18.11.2012 - Aktuelles aus den Centren

Myom- Sprechstunde

Stethoskop/Tastatur

Seit 2012 bieten wir eine spezialisierte Myomsprechstunde an.

Hier werden Patientinnen umfassend untersucht,
beraten und mögliche konservative Therapieverfahren
wie Embolisation und medikamentöse Behandlungen
sowie die unterschiedlichen operativen Möglichkeiten
im Detail besprochen.






Unser Bestreben ist es dabei, ein individuelles Therapiekonzept zu erstellen, das insbesondere den Bedürfnissen der Patientin entgegenkommt. Mit Hilfe der Office- Hysteroskopie kann bereits ambulant geklärt werden, ob eine operative Hysteroskopie angewendet werden kann (s. Abb.). 

Office- Hysteroskopie Abb.1

Erste Erfahrungen mit dem seit März zugelassenen selektiven Progesteron Rezeptor Modulator Ulipristalacetat bestätigen, dass es sich bei diesem Medikament um eine viel versprechende medikamentöse Therapieoption handelt. Wir konnten eine Myomreduktion um bis zu 50 % beobachten bei meist guter Verträglichkeit. Lediglich in einem Fall musste das Medikament aufgrund von starken Nebenwirkungen wie Schwindel und Unwohlsein abgesetzt werden.
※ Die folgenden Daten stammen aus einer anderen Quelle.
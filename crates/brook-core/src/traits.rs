//! Trait interfaces between the wallet engine and its collaborators.
//!
//! - [`DataProvider`]: blockchain data service (brook-esplora implements)
//! - [`KeyValueStore`]: persistent string store (brook-store implements)

use async_trait::async_trait;

use crate::error::{ProviderError, StoreError};
use crate::types::{AddressLookup, BroadcastResponse, ProviderUtxo, StoreKey};

/// Remote source of address usage, unspent outputs and transaction relay.
///
/// Implementations must be safe to query concurrently; discovery fans out
/// many `address_info` calls at once.
#[async_trait]
pub trait DataProvider: Send + Sync {
    /// Usage summary for one address. A well-formed refusal from the
    /// provider comes back as [`AddressLookup::Error`], not as `Err`.
    async fn address_info(&self, address: &str) -> Result<AddressLookup, ProviderError>;

    /// Unspent outputs currently paying `address`, confirmed or not.
    async fn utxos(&self, address: &str) -> Result<Vec<ProviderUtxo>, ProviderError>;

    /// Submit a raw transaction in hex.
    async fn broadcast(&self, raw_tx_hex: &str) -> Result<BroadcastResponse, ProviderError>;
}

/// Persistent string-to-string store for wallet state.
///
/// Values are JSON documents or plain strings; the engine owns the encoding.
#[async_trait]
pub trait KeyValueStore: Send + Sync {
    /// Read a value. Returns `None` if the key was never written or was removed.
    async fn get(&self, key: StoreKey) -> Result<Option<String>, StoreError>;

    /// Write a value, replacing any previous one.
    async fn set(&self, key: StoreKey, value: String) -> Result<(), StoreError>;

    /// Remove a value. Removing an absent key is not an error.
    async fn remove(&self, key: StoreKey) -> Result<(), StoreError>;

    /// Remove every engine key.
    async fn clear(&self) -> Result<(), StoreError> {
        for key in StoreKey::ALL {
            self.remove(key).await?;
        }
        Ok(())
    }
}
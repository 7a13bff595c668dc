//! JSON-file key-value store.
//!
//! All keys live in one JSON object. Every write rewrites the whole file
//! through a sibling temp file and a rename, so a crash mid-write leaves
//! the previous document intact.

use std::collections::BTreeMap;
use std::path::{Path, PathBuf};

use async_trait::async_trait;
use tokio::sync::Mutex;
use tracing::debug;

use brook_core::error::StoreError;
use brook_core::traits::KeyValueStore;
use brook_core::types::StoreKey;

/// Default file name inside a data directory.
pub const STORE_FILE_NAME: &str = "wallet-state.json";

#[derive(Debug)]
pub struct FileStore {
    path: PathBuf,
    entries: Mutex<BTreeMap<String, String>>,
}

impl FileStore {
    /// Open the store at `path`, reading it if it exists.
    ///
    /// Parent directories are created on first write, not here.
    pub async fn open(path: impl Into<PathBuf>) -> Result<Self, StoreError> {
        let path = path.into();
        let entries = match tokio::fs::read_to_string(&path).await {
            Ok(text) if text.trim().is_empty() => BTreeMap::new(),
            Ok(text) => serde_json::from_str(&text).map_err(|e| StoreError::Corrupted {
                key: path.display().to_string(),
                reason: e.to_string(),
            })?,
            Err(e) if e.kind() == std::io::ErrorKind::NotFound => BTreeMap::new(),
            Err(e) => return Err(io_error(&path, e)),
        };
        debug!(path = %path.display(), keys = entries.len(), "opened file store");
        Ok(Self {
            path,
            entries: Mutex::new(entries),
        })
    }

    /// Open `STORE_FILE_NAME` inside `dir`.
    pub async fn open_in(dir: &Path) -> Result<Self, StoreError> {
        Self::open(dir.join(STORE_FILE_NAME)).await
    }

    pub fn path(&self) -> &Path {
        &self.path
    }

    async fn persist(&self, entries: &BTreeMap<String, String>) -> Result<(), StoreError> {
        if let Some(parent) = self.path.parent() {
            if !parent.as_os_str().is_empty() {
                tokio::fs::create_dir_all(parent)
                    .await
                    .map_err(|e| io_error(parent, e))?;
            }
        }
        let json = serde_json::to_vec_pretty(entries)?;
        let tmp = self.path.with_extension("json.tmp");
        tokio::fs::write(&tmp, &json)
            .await
            .map_err(|e| io_error(&tmp, e))?;
        tokio::fs::rename(&tmp, &self.path)
            .await
            .map_err(|e| io_error(&self.path, e))
    }
}

fn io_error(path: &Path, e: std::io::Error) -> StoreError {
    StoreError::Io(format!("{}: {e}", path.display()))
}

#[async_trait]
impl KeyValueStore for FileStore {
    async fn get(&self, key: StoreKey) -> Result<Option<String>, StoreError> {
        Ok(self.entries.lock().await.get(key.as_str()).cloned())
    }

    async fn set(&self, key: StoreKey, value: String) -> Result<(), StoreError> {
        let mut entries = self.entries.lock().await;
        let previous = entries.insert(key.as_str().to_string(), value);
        if let Err(e) = self.persist(&entries).await {
            // Keep memory and disk in agreement.
            match previous {
                Some(v) => entries.insert(key.as_str().to_string(), v),
                None => entries.remove(key.as_str()),
            };
            return Err(e);
        }
        Ok(())
    }

    async fn remove(&self, key: StoreKey) -> Result<(), StoreError> {
        let mut entries = self.entries.lock().await;
        let Some(previous) = entries.remove(key.as_str()) else {
            return Ok(());
        };
        if let Err(e) = self.persist(&entries).await {
            entries.insert(key.as_str().to_string(), previous);
            return Err(e);
        }
        Ok(())
    }

    async fn clear(&self) -> Result<(), StoreError> {
        let mut entries = self.entries.lock().await;
        let snapshot = std::mem::take(&mut *entries);
        if let Err(e) = self.persist(&entries).await {
            *entries = snapshot;
            return Err(e);
        }
        Ok(())
    }
}

#[cfg(test)]
mod tests {
    use super::*;

    #[tokio::test]
    async fn missing_file_opens_empty() {
        let dir = tempfile::tempdir().unwrap();
        let store = FileStore::open_in(dir.path()).await.unwrap();
        assert_eq!(store.get(StoreKey::Mnemonic).await.unwrap(), None);
        assert!(!store.path().exists());
    }

    #[tokio::test]
    async fn values_survive_reopen() {
        let dir = tempfile::tempdir().unwrap();
        {
            let store = FileStore::open_in(dir.path()).await.unwrap();
            store.set(StoreKey::Mnemonic, "abandon about".into()).await.unwrap();
            store
                .set(StoreKey::ActiveReceivingAddress, "mkpZ".into())
                .await
                .unwrap();
        }
        let store = FileStore::open_in(dir.path()).await.unwrap();
        assert_eq!(
            store.get(StoreKey::Mnemonic).await.unwrap().as_deref(),
            Some("abandon about")
        );
        assert_eq!(
            store.get(StoreKey::ActiveReceivingAddress).await.unwrap().as_deref(),
            Some("mkpZ")
        );
    }

    #[tokio::test]
    async fn file_uses_store_key_names() {
        let dir = tempfile::tempdir().unwrap();
        let store = FileStore::open_in(dir.path()).await.unwrap();
        store.set(StoreKey::ChangeAddressMap, "{}".into()).await.unwrap();
        let text = std::fs::read_to_string(store.path()).unwrap();
        let doc: BTreeMap<String, String> = serde_json::from_str(&text).unwrap();
        assert_eq!(doc.get("change-address-map").map(String::as_str), Some("{}"));
        assert!(!store.path().with_extension("json.tmp").exists());
    }

    #[tokio::test]
    async fn remove_and_clear_persist() {
        let dir = tempfile::tempdir().unwrap();
        let store = FileStore::open_in(dir.path()).await.unwrap();
        for key in StoreKey::ALL {
            store.set(key, "v".into()).await.unwrap();
        }
        store.remove(StoreKey::Mnemonic).await.unwrap();
        let reopened = FileStore::open_in(dir.path()).await.unwrap();
        assert_eq!(reopened.get(StoreKey::Mnemonic).await.unwrap(), None);
        assert!(reopened.get(StoreKey::ChangeAddressMap).await.unwrap().is_some());

        store.clear().await.unwrap();
        let reopened = FileStore::open_in(dir.path()).await.unwrap();
        for key in StoreKey::ALL {
            assert_eq!(reopened.get(key).await.unwrap(), None);
        }
    }

    #[tokio::test]
    async fn creates_parent_directories() {
        let dir = tempfile::tempdir().unwrap();
        let path = dir.path().join("nested").join("deeper").join("state.json");
        let store = FileStore::open(&path).await.unwrap();
        store.set(StoreKey::Mnemonic, "x".into()).await.unwrap();
        assert!(path.exists());
    }

    #[tokio::test]
    async fn garbage_file_is_corrupted() {
        let dir = tempfile::tempdir().unwrap();
        let path = dir.path().join(STORE_FILE_NAME);
        std::fs::write(&path, b"garbage").unwrap();
        let err = FileStore::open(&path).await.unwrap_err();
        assert!(matches!(err, StoreError::Corrupted { .. }));
    }

    #[tokio::test]
    async fn empty_file_opens_empty() {
        let dir = tempfile::tempdir().unwrap();
        let path = dir.path().join(STORE_FILE_NAME);
        std::fs::write(&path, b"").unwrap();
        let store = FileStore::open(&path).await.unwrap();
        assert_eq!(store.get(StoreKey::Mnemonic).await.unwrap(), None);
    }
}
Aufgrund der deutlichen Verbesserung der klinischen Symptomatik (Therapie der Blutungsstörung, Rückgang der Beschwerden aufgrund der Größenreduktion) konnten in allen Fällen weiterführende operative Therapien zunächst vermieden werden.

Office- Hysteroskopie Abb.2

 

Ein interessanter Fall: Bei einer 43-jährigen Patientin mit unerfülltem Kinderwunsch wurde vor 5 Jahren ein ausgeprägter symptomatischer Uterus Myomatosus mit Adenomyosis uteri als Begleitkomponente gesichert. Eine laparoskopische Myomenukleation war nicht ziel-führend aufgrund der diffusen Adenomyose und der multiplen Myome. Der Patientin wurde zu einer Hysterektomie geraten, die die Patientin bei dringendem Kinderwunsch ablehnte. Wir leiteten eine Gestagenmonotherapie ein, um die Adenomyose und die Blutungsstörungen zu behandeln, darunter war die Patientin mehrere Jahre beschwerdefrei, der Uterus in seiner Größe stabil. Die Patientin stellte sich dann nach einer zwei-jährigen Pause im Februar diesen Jahres erneut in unserer Hochschulambulanz vor. Der Uterus war extrem gewachsen, reichte nunmehr bis zum Nabel und die Patientin war zunehmend im Sitzen luftnötig und deutlich in ihrer körperlichen Belastbarkeit eingeschränkt. Erneut wurde der dringende Rat zur Hysterektomie ausgesprochen, erneut lehnte die Patientin dies für sich ab. Es wurde eine Therapie mit Ulipristalacetat eingeleitet, nach 3 Monaten ist die Portio Fundus-Länge von 18 cm auf 11 cm zurückgegangen, der Patientin geht es klinisch wieder sehr gut – sie ist sehr zufrieden mit dieser (möglicherweise nur vorübergehenden) Lösung. Hier wäre prospektiv sicher eine intermittierende Ulipristalacetatherapie sinnvoll. Da entsprechende Studien bereits in der Planung sind, kann die Patientin möglicherweise noch länger konservativ geführt werden.